━━━━━ Records to process

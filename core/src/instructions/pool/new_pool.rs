use generic_array_struct::generic_array_struct;

use crate::instructions::pool::ANCHOR_DISCM_LEN;

// Accounts

#[generic_array_struct(builder pub)]
#[derive(Debug, Default, Clone, Copy, PartialEq, Eq, Hash)]
#[repr(transparent)]
pub struct NewPoolIxAccs<T> {
    /// Pool creator, pays for the pool account
    pub sender: T,

    /// The bound pool PDA to create. PDA ["bound_pool", meme_mint, quote_mint]
    pub pool: T,

    /// Mint of the new token. Its mint authority must already be `pool_signer`
    pub meme_mint: T,

    /// `pool_signer`'s quote mint ATA
    pub quote_vault: T,

    pub quote_mint: T,

    /// Fee recipient's quote mint ATA
    pub fee_quote_vault: T,

    /// `pool_signer`'s meme mint ATA. The program mints the meme supply here.
    pub meme_vault: T,

    /// PDA ["config", quote_mint, meme_mint]
    pub target_config: T,

    /// PDA ["signer", pool]
    pub pool_signer: T,

    pub system_program: T,

    pub token_program: T,
}

impl<T: Copy> NewPoolIxAccs<T> {
    #[inline]
    pub const fn memset(val: T) -> Self {
        Self([val; NEW_POOL_IX_ACCS_LEN])
    }
}

pub type NewPoolIxKeys<'a> = NewPoolIxAccs<&'a [u8; 32]>;

pub type NewPoolIxKeysOwned = NewPoolIxAccs<[u8; 32]>;

pub type NewPoolIxAccFlags = NewPoolIxAccs<bool>;

pub const NEW_POOL_IX_IS_WRITER: NewPoolIxAccFlags = NewPoolIxAccFlags::memset(false)
    .const_with_sender(true)
    .const_with_pool(true)
    .const_with_meme_mint(true)
    .const_with_quote_vault(true)
    .const_with_fee_quote_vault(true)
    .const_with_meme_vault(true);

pub const NEW_POOL_IX_IS_SIGNER: NewPoolIxAccFlags =
    NewPoolIxAccFlags::memset(false).const_with_sender(true);

// Data

/// `sha256("global:new_pool")[..8]`
pub const NEW_POOL_IX_DISCM: [u8; ANCHOR_DISCM_LEN] = [38, 63, 210, 32, 246, 20, 239, 112];

pub const NEW_POOL_IX_DATA_LEN: usize = ANCHOR_DISCM_LEN;

/// `new_pool` takes no args
#[derive(Debug, Clone, Copy, PartialEq, Eq, Hash)]
pub struct NewPoolIxData;

impl NewPoolIxData {
    pub const DATA_LEN: usize = NEW_POOL_IX_DATA_LEN;

    #[inline]
    pub const fn as_buf() -> &'static [u8; NEW_POOL_IX_DATA_LEN] {
        &NEW_POOL_IX_DISCM
    }
}
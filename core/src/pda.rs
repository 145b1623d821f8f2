//! PDA seed layouts.
//!
//! The search over bump seeds is not done here, see `bcpool-std::pda`

pub const TARGET_CONFIG_SEED: [u8; 6] = *b"config";

pub const POOL_SEED: [u8; 10] = *b"bound_pool";

pub const POOL_SIGNER_SEED: [u8; 6] = *b"signer";

/// PDA seeds to use with the pool program to find a meme mint's target config
pub const fn target_config_seeds<'a>(
    quote_mint: &'a [u8; 32],
    meme_mint: &'a [u8; 32],
) -> (&'static [u8; 6], &'a [u8; 32], &'a [u8; 32]) {
    (&TARGET_CONFIG_SEED, quote_mint, meme_mint)
}

/// PDA seeds to use with the pool program to find a meme mint's bound pool.
///
/// Note the mint order is the reverse of [`target_config_seeds`]
pub const fn pool_seeds<'a>(
    meme_mint: &'a [u8; 32],
    quote_mint: &'a [u8; 32],
) -> (&'static [u8; 10], &'a [u8; 32], &'a [u8; 32]) {
    (&POOL_SEED, meme_mint, quote_mint)
}

/// PDA seeds to use with the pool program to find the authority of a pool's
/// vaults and, after pool creation, its meme mint
pub const fn pool_signer_seeds(pool: &[u8; 32]) -> (&'static [u8; 6], &[u8; 32]) {
    (&POOL_SIGNER_SEED, pool)
}

/// PDA seeds to use with the associated token account program
pub const fn ata_seeds<'a>(
    owner: &'a [u8; 32],
    token_program: &'a [u8; 32],
    mint: &'a [u8; 32],
) -> [&'a [u8; 32]; 3] {
    [owner, token_program, mint]
}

━━━━━━━━━━

» **Task description**
Your answer should be all of the records, transcribed exactly.

» **Written answer**
filename core/src/instructions/pool/new_pool.rs
use generic_array_struct::generic_array_struct;

use crate::instructions::pool::ANCHOR_DISCM_LEN;

// Accounts

#[generic_array_struct(builder pub)]
#[derive(Debug, Default, Clone, Copy, PartialEq, Eq, Hash)]
#[repr(transparent)]
pub struct NewPoolIxAccs<T> {
    /// Pool creator, pays for the pool account
    pub sender: T,

    /// The bound pool PDA to create. PDA ["bound_pool", meme_mint, quote_mint]
    pub pool: T,

    /// Mint of the new token. Its mint authority must already be `pool_signer`
    pub meme_mint: T,

    /// `pool_signer`'s quote mint ATA
    pub quote_vault: T,

    pub quote_mint: T,

    /// Fee recipient's quote mint ATA
    pub fee_quote_vault: T,

    /// `pool_signer`'s meme mint ATA. The program mints the meme supply here.
    pub meme_vault: T,

    /// PDA ["config", quote_mint, meme_mint]
    pub target_config: T,

    /// PDA ["signer", pool]
    pub pool_signer: T,

    pub system_program: T,

    pub token_program: T,
}

impl<T: Copy> NewPoolIxAccs<T> {
    #[inline]
    pub const fn memset(val: T) -> Self {
        Self([val; NEW_POOL_IX_ACCS_LEN])
    }
}

pub type NewPoolIxKeys<'a> = NewPoolIxAccs<&'a [u8; 32]>;

pub type NewPoolIxKeysOwned = NewPoolIxAccs<[u8; 32]>;

pub type NewPoolIxAccFlags = NewPoolIxAccs<bool>;

pub const NEW_POOL_IX_IS_WRITER: NewPoolIxAccFlags = NewPoolIxAccFlags::memset(false)
    .const_with_sender(true)
    .const_with_pool(true)
    .const_with_meme_mint(true)
    .const_with_quote_vault(true)
    .const_with_fee_quote_vault(true)
    .const_with_meme_vault(true);

pub const NEW_POOL_IX_IS_SIGNER: NewPoolIxAccFlags =
    NewPoolIxAccFlags::memset(false).const_with_sender(true);

// Data

/// `sha256("global:new_pool")[..8]`
pub const NEW_POOL_IX_DISCM: [u8; ANCHOR_DISCM_LEN] = [38, 63, 210, 32, 246, 20, 239, 112];

pub const NEW_POOL_IX_DATA_LEN: usize = ANCHOR_DISCM_LEN;

/// `new_pool` takes no args
#[derive(Debug, Clone, Copy, PartialEq, Eq, Hash)]
pub struct NewPoolIxData;

impl NewPoolIxData {
    pub const DATA_LEN: usize = NEW_POOL_IX_DATA_LEN;

    #[inline]
    pub const fn as_buf() -> &'static [u8; NEW_POOL_IX_DATA_LEN] {
        &NEW_POOL_IX_DISCM
    }
}
filename core/src/pda.rs
repository 145b1623d821f8f2
//! PDA seed layouts.
//!
//! The search over bump seeds is not done here, see `bcpool-std::pda`

pub const TARGET_CONFIG_SEED: [u8; 6] = *b"config";

pub const POOL_SEED: [u8; 10] = *b"bound_pool";

pub const POOL_SIGNER_SEED: [u8; 6] = *b"signer";

/// PDA seeds to use with the pool program to find a meme mint's target config
pub const fn target_config_seeds<'a>(
    quote_mint: &'a [u8; 32],
    meme_mint: &'a [u8; 32],
) -> (&'static [u8; 6], &'a [u8; 32], &'a [u8; 32]) {
    (&TARGET_CONFIG_SEED, quote_mint, meme_mint)
}

/// PDA seeds to use with the pool program to find a meme mint's bound pool.
///
/// Note the mint order is the reverse of [`target_config_seeds`]
pub const fn pool_seeds<'a>(
    meme_mint: &'a [u8; 32],
    quote_mint: &'a [u8; 32],
) -> (&'static [u8; 10], &'a [u8; 32], &'a [u8; 32]) {
    (&POOL_SEED, meme_mint, quote_mint)
}

/// PDA seeds to use with the pool program to find the authority of a pool's
/// vaults and, after pool creation, its meme mint
pub const fn pool_signer_seeds(pool: &[u8; 32]) -> (&'static [u8; 6], &[u8; 32]) {
    (&POOL_SIGNER_SEED, pool)
}

/// PDA seeds to use with the associated token account program
pub const fn ata_seeds<'a>(
    owner: &'a [u8; 32],
    token_program: &'a [u8; 32],
    mint: &'a [u8; 32],
) -> [&'a [u8; 32]; 3] {
    [owner, token_program, mint]
}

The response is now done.